Obtaining a second search result according to the search content and the second type of file set;

and acquiring the search results according to the first search results and the second search results.

14. The method of claim 13, wherein the obtaining a first search result from the search content and the first type of file collection comprises:

obtaining the first search result according to the search content and a first index in the first type of file set;

and obtaining a second search result according to the search content and the second type file set, wherein the second search result comprises the following steps:

and obtaining the second search result according to the search content and a second index in an available state in the second type file set.

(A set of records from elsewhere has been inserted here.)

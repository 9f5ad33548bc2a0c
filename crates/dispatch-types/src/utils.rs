//! Small helpers shared across dispatch crates.

/// Current UNIX timestamp in seconds; 0 if system time predates the epoch.
pub fn current_timestamp() -> u64 {
	std::time::SystemTime::now()
		.duration_since(std::time::UNIX_EPOCH)
		.map(|d| d.as_secs())
		.unwrap_or(0)
}

/// Truncates an id for log output: first 8 characters followed by "..".
pub fn truncate_id(id: &str) -> String {
	if id.len() <= 8 {
		id.to_string()
	} else {
		format!("{}..", &id[..8])
	}
}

15. The method according to claim 13 or 14, characterized in that the method further comprises:

filtering the document in the search result if the search result comprises the document marked as a deleting state;

the sending the search result to the second terminal device includes:

and sending the search result which does not comprise the document to the second terminal equipment.

16. An apparatus for constructing an index, comprising:

the receiving and transmitting module is used for receiving the document from the first terminal equipment;

the processing module is used for generating a first index and a second index according to the document, storing the first index into a first type file set, storing the second index into a j-th second file in the second type file set, and establishing a mapping relation among the first index, the second index and the document, wherein the first index characterizes the mapping relation among a vector and the document, the second index characterizes the mapping relation among a text and the document, the first index is in an available state, the first index in the available state is used for searching the document related to search content through the vector, the first type file set comprises at least one first file, the number of the first indexes stored in the first file is a first threshold value, and j is an integer greater than or equal to 1;

the processing module is further configured to:

17. An electronic device, comprising: memory, processor, and transceiver;

the processor being operative to couple with the memory, read and execute instructions in the memory to implement the method of any one of claims 1-16;

the transceiver is coupled to the processor and is controlled by the processor to transmit and receive messages.

18. A computer readable storage medium, characterized in that the computer storage medium stores computer instructions, which when executed by a computer, cause the computer to perform the method of any of claims 1-16.